Mesenteric inflammatory myofibroblastic tumor (IMT), a rare neoplasm in a pediatric patient: imaging findings and literature review.

Abstract

Inflammatory myofibroblastic tumors (IMTs) are rare neoplasms commonly classified as having "intermediate malignancy" due to their unique clinical, pathological, and molecular features. These tumors can exhibit aggressive biological behavior, including local invasion, recurrence, and, on rare occasions, distant metastasis. IMTs may arise in various anatomical locations, with the lung, mesentery, and omentum being the most frequent sites. Although IMTs can occur at any age, they are more commonly diagnosed in children and young adults. Their clinical manifestations and imaging findings are often nonspecific and may resemble malignant pathology, making diagnosis challenging. Moreover, the histopathological characteristics of IMTs can overlap with those of other conditions.

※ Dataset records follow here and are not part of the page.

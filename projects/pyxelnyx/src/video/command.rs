//! FFmpeg command builder and ffprobe metadata.

use serde::Deserialize;
use std::path::{Path, PathBuf};
use std::process::{Command, Stdio};
use tracing::debug;

use crate::error::{MediaError, MediaResult};

/// Builder for non-interactive FFmpeg invocations.
#[derive(Debug, Clone)]
pub struct FfmpegCommand {
    inputs: Vec<(Vec<String>, String)>,
    pending_input_args: Vec<String>,
    output: String,
    output_args: Vec<String>,
}

impl FfmpegCommand {
    /// Command with no inputs yet, writing to `output` (`-` for stdout).
    pub fn new(output: impl AsRef<Path>) -> Self {
        Self {
            inputs: Vec::new(),
            pending_input_args: Vec::new(),
            output: output.as_ref().to_string_lossy().to_string(),
            output_args: Vec::new(),
        }
    }

    /// Argument applied to the next `input`.
    pub fn input_arg(mut self, arg: impl Into<String>) -> Self {
        self.pending_input_args.push(arg.into());
        self
    }

    pub fn input(mut self, path: impl AsRef<Path>) -> Self {
        let args = std::mem::take(&mut self.pending_input_args);
        self.inputs
            .push((args, path.as_ref().to_string_lossy().to_string()));
        self
    }

    pub fn output_arg(mut self, arg: impl Into<String>) -> Self {
        self.output_args.push(arg.into());
        self
    }

    pub fn output_args<I, S>(mut self, args: I) -> Self
    where
        I: IntoIterator<Item = S>,
        S: Into<String>,
    {
        self.output_args.extend(args.into_iter().map(Into::into));
        self
    }

    pub fn video_codec(self, codec: impl Into<String>) -> Self {
        self.output_arg("-c:v").output_arg(codec)
    }

    pub fn audio_codec(self, codec: impl Into<String>) -> Self {
        self.output_arg("-c:a").output_arg(codec)
    }

    pub fn map(self, spec: impl Into<String>) -> Self {
        self.output_arg("-map").output_arg(spec)
    }

    pub fn build_args(&self) -> Vec<String> {
        let mut args = vec!["-y".to_string(), "-v".to_string(), "error".to_string()];
        for (input_args, path) in &self.inputs {
            args.extend(input_args.iter().cloned());
            args.push("-i".to_string());
            args.push(path.clone());
        }
        args.extend(self.output_args.iter().cloned());
        args.push(self.output.clone());
        args
    }

    /// `std::process::Command` for this invocation with stdin closed.
    pub fn to_command(&self) -> MediaResult<Command> {
        check_ffmpeg()?;
        let args = self.build_args();
        debug!("Running FFmpeg: ffmpeg {}", args.join(" "));
        let mut cmd = Command::new("ffmpeg");
        cmd.args(&args).stdin(Stdio::null());
        Ok(cmd)
    }

    /// Runs to completion, returning stdout.
    pub fn run(&self) -> MediaResult<Vec<u8>> {
        let output = self
            .to_command()?
            .stdout(Stdio::piped())
            .stderr(Stdio::piped())
            .output()?;

        if !output.status.success() {
            return Err(MediaError::ffmpeg_failed(
                "FFmpeg exited with error",
                Some(String::from_utf8_lossy(&output.stderr).to_string()),
                output.status.code(),
            ));
        }
        Ok(output.stdout)
    }
}

/// Check if FFmpeg is available.
pub fn check_ffmpeg() -> MediaResult<PathBuf> {
    which::which("ffmpeg").map_err(|_| MediaError::FfmpegNotFound)
}

/// Check if FFprobe is available.
pub fn check_ffprobe() -> MediaResult<PathBuf> {
    which::which("ffprobe").map_err(|_| MediaError::FfprobeNotFound)
}

/// Stream metadata for one video file.
#[derive(Debug, Clone, PartialEq)]
pub struct VideoInfo {
    /// Coded size, before display rotation.
    pub width: u32,
    pub height: u32,
    /// Display rotation in degrees, normalized to 0..360.
    pub rotation: u32,
    pub fps: f64,
    pub duration: f64,
    /// Frame count reported by the container, or estimated from duration.
    pub total_frames: u64,
    pub has_audio: bool,
}

impl VideoInfo {
    /// Size of the frames `ffmpeg` emits, which applies display rotation.
    pub fn display_dimensions(&self) -> (u32, u32) {
        if self.rotation % 180 == 90 {
            (self.height, self.width)
        } else {
            (self.width, self.height)
        }
    }
}

#[derive(Debug, Deserialize)]
struct FfprobeOutput {
    #[serde(default)]
    format: Option<FfprobeFormat>,
    #[serde(default)]
    streams: Vec<FfprobeStream>,
}

#[derive(Debug, Deserialize)]
struct FfprobeFormat {
    duration: Option<String>,
}

#[derive(Debug, Deserialize)]
struct FfprobeStream {
    codec_type: String,
    width: Option<u32>,
    height: Option<u32>,
    r_frame_rate: Option<String>,
    avg_frame_rate: Option<String>,
    nb_frames: Option<String>,
    duration: Option<String>,
    #[serde(default)]
    side_data_list: Vec<FfprobeSideData>,
    #[serde(default)]
    tags: Option<FfprobeTags>,
}

#[derive(Debug, Deserialize)]
struct FfprobeSideData {
    rotation: Option<serde_json::Value>,
}

#[derive(Debug, Deserialize)]
struct FfprobeTags {
    rotate: Option<String>,
}

impl FfprobeStream {
    /// Display-matrix rotation, falling back to the legacy `rotate` tag.
    fn rotation(&self) -> u32 {
        let degrees = self
            .side_data_list
            .iter()
            .find_map(|d| d.rotation.as_ref().and_then(|v| v.as_f64()))
            .or_else(|| {
                self.tags
                    .as_ref()
                    .and_then(|t| t.rotate.as_deref())
                    .and_then(|r| r.trim().parse::<f64>().ok())
            })
            .unwrap_or(0.0);
        (degrees.round() as i64).rem_euclid(360) as u32
    }
}

/// Probe a media file with ffprobe.
pub fn probe_video(path: &Path) -> MediaResult<VideoInfo> {
    check_ffprobe()?;

    let output = Command::new("ffprobe")
        .args([
            "-v",
            "quiet",
            "-print_format",
            "json",
            "-show_format",
            "-show_streams",
        ])
        .arg(path)
        .stdin(Stdio::null())
        .stdout(Stdio::piped())
        .stderr(Stdio::piped())
        .output()?;

    if !output.status.success() {
        return Err(MediaError::FfprobeFailed {
            message: format!("FFprobe failed on {}", path.display()),
            stderr: Some(String::from_utf8_lossy(&output.stderr).to_string()),
        });
    }

    parse_probe(&output.stdout).map_err(|e| match e {
        MediaError::UnsupportedFormat(msg) => MediaError::decode(path, msg),
        other => other,
    })
}

fn parse_probe(json: &[u8]) -> MediaResult<VideoInfo> {
    let probe: FfprobeOutput = serde_json::from_slice(json)?;

    let video = probe
        .streams
        .iter()
        .find(|s| s.codec_type == "video")
        .ok_or_else(|| MediaError::UnsupportedFormat("No video stream found".to_string()))?;
    let has_audio = probe.streams.iter().any(|s| s.codec_type == "audio");

    let fps = video
        .avg_frame_rate
        .as_deref()
        .and_then(parse_frame_rate)
        .or_else(|| video.r_frame_rate.as_deref().and_then(parse_frame_rate))
        .unwrap_or(30.0);

    let duration = video
        .duration
        .as_deref()
        .or(probe.format.as_ref().and_then(|f| f.duration.as_deref()))
        .and_then(|d| d.parse::<f64>().ok())
        .unwrap_or(0.0);

    let total_frames = video
        .nb_frames
        .as_deref()
        .and_then(|n| n.parse::<u64>().ok())
        .filter(|&n| n > 0)
        .unwrap_or_else(|| (duration * fps).round() as u64);

    Ok(VideoInfo {
        width: video.width.unwrap_or(0),
        height: video.height.unwrap_or(0),
        rotation: video.rotation(),
        fps,
        duration,
        total_frames,
        has_audio,
    })
}

/// Parse frame rate string (e.g., "30/1" or "29.97").
pub fn parse_frame_rate(s: &str) -> Option<f64> {
    if let Some((num, den)) = s.split_once('/') {
        let num: f64 = num.parse().ok()?;
        let den: f64 = den.parse().ok()?;
        if den > 0.0 && num > 0.0 {
            return Some(num / den);
        }
        return None;
    }
    s.parse().ok().filter(|&v: &f64| v > 0.0)
}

In this report, we present a case of multicentric abdominal IMT in a pediatric patient and review the imaging features of abdominal IMTs in children, as documented in the limited number of available cases. Accurate differential diagnosis requires a comprehensive understanding of both the clinical presentation and radiographic features of these tumors. Radiologists should be familiar with the distinctive imaging characteristics of IMTs to ensure that this rare pathology is considered in the differential diagnosis of any abdominal mass in pediatric patients.